┌──
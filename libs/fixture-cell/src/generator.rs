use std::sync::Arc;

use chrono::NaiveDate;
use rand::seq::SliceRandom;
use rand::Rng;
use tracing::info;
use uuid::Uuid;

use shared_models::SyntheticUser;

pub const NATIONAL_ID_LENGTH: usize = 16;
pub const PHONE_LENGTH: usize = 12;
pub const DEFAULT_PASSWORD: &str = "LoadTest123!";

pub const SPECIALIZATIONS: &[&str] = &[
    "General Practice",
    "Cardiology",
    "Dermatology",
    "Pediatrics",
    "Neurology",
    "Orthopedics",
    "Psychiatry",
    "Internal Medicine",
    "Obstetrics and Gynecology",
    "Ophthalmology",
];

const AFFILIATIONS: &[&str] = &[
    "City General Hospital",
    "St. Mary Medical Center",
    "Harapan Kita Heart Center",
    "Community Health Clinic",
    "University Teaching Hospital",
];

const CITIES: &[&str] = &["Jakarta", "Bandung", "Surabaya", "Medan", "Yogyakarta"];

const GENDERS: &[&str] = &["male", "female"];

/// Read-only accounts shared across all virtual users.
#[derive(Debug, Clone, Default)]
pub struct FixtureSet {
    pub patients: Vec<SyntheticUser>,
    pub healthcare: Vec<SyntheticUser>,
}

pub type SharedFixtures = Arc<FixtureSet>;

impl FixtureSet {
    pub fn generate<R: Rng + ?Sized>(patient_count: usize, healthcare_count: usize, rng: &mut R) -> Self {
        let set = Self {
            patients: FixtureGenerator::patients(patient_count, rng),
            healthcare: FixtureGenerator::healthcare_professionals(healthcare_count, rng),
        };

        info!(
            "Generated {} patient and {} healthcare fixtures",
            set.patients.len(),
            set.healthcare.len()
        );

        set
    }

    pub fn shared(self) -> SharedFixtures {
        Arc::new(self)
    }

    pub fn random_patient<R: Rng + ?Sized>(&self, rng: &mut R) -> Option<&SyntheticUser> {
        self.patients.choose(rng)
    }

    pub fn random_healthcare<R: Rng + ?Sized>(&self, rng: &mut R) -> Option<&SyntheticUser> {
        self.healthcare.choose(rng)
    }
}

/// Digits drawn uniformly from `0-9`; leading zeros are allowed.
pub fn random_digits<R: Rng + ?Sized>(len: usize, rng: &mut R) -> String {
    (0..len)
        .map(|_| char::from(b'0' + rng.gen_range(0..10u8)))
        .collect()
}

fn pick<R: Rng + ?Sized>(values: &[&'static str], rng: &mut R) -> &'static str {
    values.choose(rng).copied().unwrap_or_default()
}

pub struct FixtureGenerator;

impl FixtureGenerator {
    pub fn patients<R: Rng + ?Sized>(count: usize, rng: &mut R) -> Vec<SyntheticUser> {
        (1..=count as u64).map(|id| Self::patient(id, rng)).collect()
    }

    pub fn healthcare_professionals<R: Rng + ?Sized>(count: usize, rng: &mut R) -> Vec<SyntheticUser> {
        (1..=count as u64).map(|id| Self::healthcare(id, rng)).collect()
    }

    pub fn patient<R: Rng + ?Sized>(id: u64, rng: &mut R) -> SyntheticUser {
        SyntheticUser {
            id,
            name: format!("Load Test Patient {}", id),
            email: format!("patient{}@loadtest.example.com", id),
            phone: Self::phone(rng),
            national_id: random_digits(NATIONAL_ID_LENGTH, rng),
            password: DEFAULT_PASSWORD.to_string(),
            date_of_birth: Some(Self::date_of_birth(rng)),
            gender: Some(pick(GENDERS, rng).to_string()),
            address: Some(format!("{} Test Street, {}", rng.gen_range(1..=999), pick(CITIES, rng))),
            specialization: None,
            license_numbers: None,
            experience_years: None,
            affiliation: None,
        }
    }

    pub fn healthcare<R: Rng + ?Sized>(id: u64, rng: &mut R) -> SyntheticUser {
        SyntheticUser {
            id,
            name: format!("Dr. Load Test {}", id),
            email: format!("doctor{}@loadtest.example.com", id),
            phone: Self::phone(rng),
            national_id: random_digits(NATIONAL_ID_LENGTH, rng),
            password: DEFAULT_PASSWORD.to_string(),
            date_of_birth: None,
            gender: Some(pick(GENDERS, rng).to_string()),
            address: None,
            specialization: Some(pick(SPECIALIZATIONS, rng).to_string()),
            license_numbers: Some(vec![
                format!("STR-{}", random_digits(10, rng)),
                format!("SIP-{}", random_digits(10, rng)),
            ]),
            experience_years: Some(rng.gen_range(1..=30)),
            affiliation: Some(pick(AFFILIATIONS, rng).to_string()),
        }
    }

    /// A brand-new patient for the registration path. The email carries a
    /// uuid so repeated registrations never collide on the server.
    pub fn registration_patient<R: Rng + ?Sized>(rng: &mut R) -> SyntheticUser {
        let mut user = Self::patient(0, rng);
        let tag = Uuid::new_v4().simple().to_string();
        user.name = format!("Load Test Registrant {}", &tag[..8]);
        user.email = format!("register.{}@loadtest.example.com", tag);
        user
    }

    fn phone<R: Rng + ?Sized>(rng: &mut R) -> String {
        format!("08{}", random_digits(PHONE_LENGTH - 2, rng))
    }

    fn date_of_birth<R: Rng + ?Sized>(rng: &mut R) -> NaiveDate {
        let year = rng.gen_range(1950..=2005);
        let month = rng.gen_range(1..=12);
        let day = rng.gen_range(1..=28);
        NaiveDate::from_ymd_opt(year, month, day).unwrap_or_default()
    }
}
└──
┌──
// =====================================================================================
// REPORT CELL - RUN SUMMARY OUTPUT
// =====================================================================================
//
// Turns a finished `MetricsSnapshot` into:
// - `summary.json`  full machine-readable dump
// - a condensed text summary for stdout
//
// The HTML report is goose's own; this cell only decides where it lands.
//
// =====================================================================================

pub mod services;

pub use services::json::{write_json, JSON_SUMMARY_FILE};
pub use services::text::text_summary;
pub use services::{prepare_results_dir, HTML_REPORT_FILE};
└──
To do ::
From the entries above, return exactly the line containing "fn phone<R: Rng", the line containing "let year = rng.gen_range(1950..=2005);", and all lines between, and nothing else.

Output for this task ::
    fn phone<R: Rng + ?Sized>(rng: &mut R) -> String {
        format!("08{}", random_digits(PHONE_LENGTH - 2, rng))
    }

    fn date_of_birth<R: Rng + ?Sized>(rng: &mut R) -> NaiveDate {
        let year = rng.gen_range(1950..=2005);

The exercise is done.